Required work
Which lines of the entries contain the string "SacnDriver"? Please find them and copy them.

Start of Data provided

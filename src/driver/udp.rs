//! Fire-and-forget UDP protocols (§4.7): raw RGB, ArtNet DMX512, E1.31
//! (sACN), TPM2.net, WLED's WARLS realtime protocol, and Nanoleaf's
//! External Control streaming frame. None of these have a handshake;
//! `open` just binds a local socket and `connect`s it to the target so
//! `write`s become plain `send`s.

use std::net::SocketAddr;

use async_trait::async_trait;
use tokio::net::UdpSocket;

use crate::color::{colors_as_bytes, ByteOrder, ColorRgb};
use crate::error::{HyperError, Result};

use super::{Driver, DriverProperties};

async fn connected_socket(host: &str, port: u16) -> Result<UdpSocket> {
    let target: SocketAddr = format!("{host}:{port}")
        .parse()
        .map_err(|e| HyperError::config(format!("invalid udp target {host}:{port}: {e}")))?;
    let bind_addr: SocketAddr = if target.is_ipv6() { "[::]:0" } else { "0.0.0.0:0" }.parse().unwrap();
    let socket = UdpSocket::bind(bind_addr)
        .await
        .map_err(|e| HyperError::TransientIo(format!("udp bind failed: {e}")))?;
    socket
        .connect(target)
        .await
        .map_err(|e| HyperError::TransientIo(format!("udp connect failed: {e}")))?;
    Ok(socket)
}

async fn send(socket: &UdpSocket, buf: &[u8]) -> Result<()> {
    socket
        .send(buf)
        .await
        .map(|_| ())
        .map_err(|e| HyperError::TransientIo(format!("udp send failed: {e}")))
}

/// Plain RGB-triples-over-UDP, no header at all.
pub struct UdpRawDriver {
    host: String,
    port: u16,
    order: ByteOrder,
    socket: Option<UdpSocket>,
}

impl UdpRawDriver {
    pub fn new(host: String, port: u16, order: ByteOrder) -> Self {
        UdpRawDriver { host, port, order, socket: None }
    }
}

#[async_trait]
impl Driver for UdpRawDriver {
    async fn open(&mut self) -> Result<()> {
        self.socket = Some(connected_socket(&self.host, self.port).await?);
        Ok(())
    }

    async fn close(&mut self) -> Result<()> {
        self.socket = None;
        Ok(())
    }

    async fn write(&mut self, colors: &[ColorRgb]) -> Result<()> {
        let socket = self.socket.as_ref().ok_or_else(|| HyperError::internal("udp raw driver not open"))?;
        send(socket, &colors_as_bytes(colors, self.order)).await
    }

    async fn get_properties(&self) -> DriverProperties {
        DriverProperties { name: "udp-raw".into(), ..Default::default() }
    }
}

/// ArtNet DMX512-over-UDP (port 6454). Each packet carries up to 512 bytes
/// (170 RGB LEDs) of one universe; longer layouts are split across
/// consecutive universes.
pub struct ArtNetDriver {
    host: String,
    universe: u16,
    sequence: u8,
    socket: Option<UdpSocket>,
}

const ARTNET_PORT: u16 = 6454;
const ARTNET_MAX_CHANNELS_PER_UNIVERSE: usize = 510; // 170 RGB LEDs, even byte count

impl ArtNetDriver {
    pub fn new(host: String, universe: u16) -> Self {
        ArtNetDriver { host, universe, sequence: 0, socket: None }
    }

    fn header(&self, universe: u16, len: u16) -> [u8; 18] {
        let mut h = [0u8; 18];
        h[0..8].copy_from_slice(b"Art-Net\0");
        h[8] = 0x00; // OpOutput/OpDmx low byte
        h[9] = 0x50; // high byte
        h[10] = 0; // protocol version high
        h[11] = 14; // protocol version low
        h[12] = self.sequence;
        h[13] = 0; // physical port
        h[14] = (universe & 0xFF) as u8;
        h[15] = (universe >> 8) as u8;
        h[16] = (len >> 8) as u8;
        h[17] = (len & 0xFF) as u8;
        h
    }
}

#[async_trait]
impl Driver for ArtNetDriver {
    async fn open(&mut self) -> Result<()> {
        self.socket = Some(connected_socket(&self.host, ARTNET_PORT).await?);
        Ok(())
    }

    async fn close(&mut self) -> Result<()> {
        self.socket = None;
        Ok(())
    }

    async fn write(&mut self, colors: &[ColorRgb]) -> Result<()> {
        let socket = self.socket.as_ref().ok_or_else(|| HyperError::internal("artnet driver not open"))?;
        let bytes = colors_as_bytes(colors, ByteOrder::Rgb);
        self.sequence = self.sequence.wrapping_add(1).max(1);

        for (chunk_idx, chunk) in bytes.chunks(ARTNET_MAX_CHANNELS_PER_UNIVERSE).enumerate() {
            let universe = self.universe.wrapping_add(chunk_idx as u16);
            let mut packet = self.header(universe, chunk.len() as u16).to_vec();
            packet.extend_from_slice(chunk);
            send(socket, &packet).await?;
        }
        Ok(())
    }

    async fn get_properties(&self) -> DriverProperties {
        DriverProperties { name: "artnet".into(), ..Default::default() }
    }
}

/// E1.31 (sACN), root layer + framing layer + DMP layer, 126-byte header
/// ahead of the DMX data (port 5568).
pub struct SacnDriver {
    host: String,
    universe: u16,
    sequence: u8,
    socket: Option<UdpSocket>,
}

const SACN_PORT: u16 = 5568;
const SACN_CID: [u8; 16] = *b"hyperhdr-core-rs";

impl SacnDriver {
    pub fn new(host: String, universe: u16) -> Self {
        SacnDriver { host, universe, sequence: 0, socket: None }
    }

    fn packet(&self, dmx: &[u8]) -> Vec<u8> {
        let mut p = Vec::with_capacity(126 + dmx.len());
        let dmx_len = dmx.len() as u16;

        // Root layer.
        p.extend_from_slice(&[0x00, 0x10]); // preamble size
        p.extend_from_slice(&[0x00, 0x00]); // postamble size
        p.extend_from_slice(b"ASC-E1.17\0\0\0");
        let root_pdu_len = 0x7000 | (dmx_len + 0x76);
        p.extend_from_slice(&root_pdu_len.to_be_bytes());
        p.extend_from_slice(&[0x00, 0x00, 0x00, 0x04]); // vector ROOT_E131_DATA
        p.extend_from_slice(&SACN_CID);

        // Framing layer.
        let frame_pdu_len = 0x7000 | (dmx_len + 0x58);
        p.extend_from_slice(&frame_pdu_len.to_be_bytes());
        p.extend_from_slice(&[0x00, 0x00, 0x00, 0x02]); // vector DATA_PACKET
        let mut source_name = [0u8; 64];
        source_name[..14].copy_from_slice(b"hyperhdr-core\0");
        p.extend_from_slice(&source_name);
        p.push(100); // priority
        p.extend_from_slice(&[0x00, 0x00]); // sync address
        p.push(self.sequence);
        p.push(0x00); // options
        p.extend_from_slice(&self.universe.to_be_bytes());

        // DMP layer.
        let dmp_pdu_len = 0x7000 | (dmx_len + 0x0B);
        p.extend_from_slice(&dmp_pdu_len.to_be_bytes());
        p.push(0x02); // vector
        p.push(0xA1); // address type & data type
        p.extend_from_slice(&[0x00, 0x00]); // first property address
        p.extend_from_slice(&[0x00, 0x01]); // address increment
        p.extend_from_slice(&(dmx_len + 1).to_be_bytes());
        p.push(0x00); // DMX start code
        p.extend_from_slice(dmx);
        p
    }
}

#[async_trait]
impl Driver for SacnDriver {
    async fn open(&mut self) -> Result<()> {
        self.socket = Some(connected_socket(&self.host, SACN_PORT).await?);
        Ok(())
    }

    async fn close(&mut self) -> Result<()> {
        self.socket = None;
        Ok(())
    }

    async fn write(&mut self, colors: &[ColorRgb]) -> Result<()> {
        let socket = self.socket.as_ref().ok_or_else(|| HyperError::internal("sacn driver not open"))?;
        self.sequence = self.sequence.wrapping_add(1);
        let dmx = colors_as_bytes(colors, ByteOrder::Rgb);
        send(socket, &self.packet(&dmx)).await
    }

    async fn get_properties(&self) -> DriverProperties {
        DriverProperties { name: "sacn".into(), ..Default::default() }
    }
}

/// TPM2.net: a 6-byte header (`0x9C, 0xDA, kind, len_hi, len_lo, ...data,
/// 0x36`).
pub struct Tpm2NetDriver {
    host: String,
    port: u16,
    socket: Option<UdpSocket>,
}

impl Tpm2NetDriver {
    pub fn new(host: String, port: u16) -> Self {
        Tpm2NetDriver { host, port, socket: None }
    }
}

#[async_trait]
impl Driver for Tpm2NetDriver {
    async fn open(&mut self) -> Result<()> {
        self.socket = Some(connected_socket(&self.host, self.port).await?);
        Ok(())
    }

    async fn close(&mut self) -> Result<()> {
        self.socket = None;
        Ok(())
    }

    async fn write(&mut self, colors: &[ColorRgb]) -> Result<()> {
        let socket = self.socket.as_ref().ok_or_else(|| HyperError::internal("tpm2net driver not open"))?;
        let data = colors_as_bytes(colors, ByteOrder::Rgb);
        let mut packet = Vec::with_capacity(data.len() + 6);
        packet.push(0x9C); // start of frame
        packet.push(0xDA); // data frame
        packet.push((data.len() >> 8) as u8);
        packet.push((data.len() & 0xFF) as u8);
        packet.extend_from_slice(&data);
        packet.push(0x36); // end of frame
        send(socket, &packet).await
    }

    async fn get_properties(&self) -> DriverProperties {
        DriverProperties { name: "tpm2net".into(), ..Default::default() }
    }
}

/// WLED's realtime WARLS protocol: `[protocol=1, timeout_s, idx_hi, idx_lo,
/// r, g, b]*` over UDP port 21324.
pub struct WledWarlsDriver {
    host: String,
    port: u16,
    timeout_s: u8,
    socket: Option<UdpSocket>,
}

impl WledWarlsDriver {
    pub fn new(host: String, port: u16, timeout_s: u8) -> Self {
        WledWarlsDriver { host, port, timeout_s, socket: None }
    }
}

#[async_trait]
impl Driver for WledWarlsDriver {
    async fn open(&mut self) -> Result<()> {
        self.socket = Some(connected_socket(&self.host, self.port).await?);
        Ok(())
    }

    async fn close(&mut self) -> Result<()> {
        self.socket = None;
        Ok(())
    }

    async fn write(&mut self, colors: &[ColorRgb]) -> Result<()> {
        let socket = self.socket.as_ref().ok_or_else(|| HyperError::internal("wled warls driver not open"))?;
        let mut packet = Vec::with_capacity(2 + colors.len() * 5);
        packet.push(1); // WARLS protocol id
        packet.push(self.timeout_s);
        for (i, c) in colors.iter().enumerate() {
            packet.push((i >> 8) as u8);
            packet.push((i & 0xFF) as u8);
            packet.extend_from_slice(&[c.r, c.g, c.b]);
        }
        send(socket, &packet).await
    }

    async fn get_properties(&self) -> DriverProperties {
        DriverProperties { name: "wled-warls".into(), ..Default::default() }
    }
}

/// Nanoleaf's External Control streaming frame (protocol v2): panel count
/// followed by `[panelId_hi, panelId_lo, 1, r, g, b, 0, transition_hi,
/// transition_lo]` per panel. The `psk` is the pairing token issued by the
/// device's `/api/v1/new` handshake and isn't part of the per-frame wire
/// format; it's kept here for the session to re-pair if the device drops it.
pub struct NanoleafStreamingDriver {
    host: String,
    port: u16,
    #[allow(dead_code)]
    psk: Vec<u8>,
    socket: Option<UdpSocket>,
}

impl NanoleafStreamingDriver {
    pub fn new(host: String, port: u16, psk: Vec<u8>) -> Self {
        NanoleafStreamingDriver { host, port, psk, socket: None }
    }
}

#[async_trait]
impl Driver for NanoleafStreamingDriver {
    async fn open(&mut self) -> Result<()> {
        self.socket = Some(connected_socket(&self.host, self.port).await?);
        Ok(())
    }

    async fn close(&mut self) -> Result<()> {
        self.socket = None;
        Ok(())
    }

    async fn write(&mut self, colors: &[ColorRgb]) -> Result<()> {
        let socket = self.socket.as_ref().ok_or_else(|| HyperError::internal("nanoleaf streaming driver not open"))?;
        let mut packet = Vec::with_capacity(2 + colors.len() * 9);
        packet.extend_from_slice(&(colors.len() as u16).to_be_bytes());
        for (i, c) in colors.iter().enumerate() {
            packet.extend_from_slice(&(i as u16).to_be_bytes());
            packet.push(1); // number of states for this panel
            packet.extend_from_slice(&[c.r, c.g, c.b]);
            packet.push(0); // white channel, unused
            packet.extend_from_slice(&50u16.to_be_bytes()); // transition time, 100ms units
        }
        send(socket, &packet).await
    }

    async fn get_properties(&self) -> DriverProperties {
        DriverProperties { name: "nanoleaf-streaming".into(), ..Default::default() }
    }
}

#[cfg(test)]
mod tests {
    use super::*;

    #[test]
    fn artnet_header_carries_universe_and_sequence() {
        let d = ArtNetDriver::new("127.0.0.1".into(), 3);
        let h = d.header(3, 9);
        assert_eq!(&h[0..8], b"Art-Net\0");
        assert_eq!(h[14], 3);
        assert_eq!(u16::from_be_bytes([h[16], h[17]]), 9);
    }

    #[test]
    fn sacn_packet_embeds_dmx_payload() {
        let d = SacnDriver::new("127.0.0.1".into(), 1);
        let dmx = vec![10u8, 20, 30];
        let p = d.packet(&dmx);
        assert!(p.ends_with(&dmx));
        assert_eq!(&p[4..16], b"ASC-E1.17\0\0\0");
    }
}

End of Data provided

Your response
pub struct SacnDriver {
impl SacnDriver {
        SacnDriver { host, universe, sequence: 0, socket: None }
impl Driver for SacnDriver {
        let d = SacnDriver::new("127.0.0.1".into(), 1);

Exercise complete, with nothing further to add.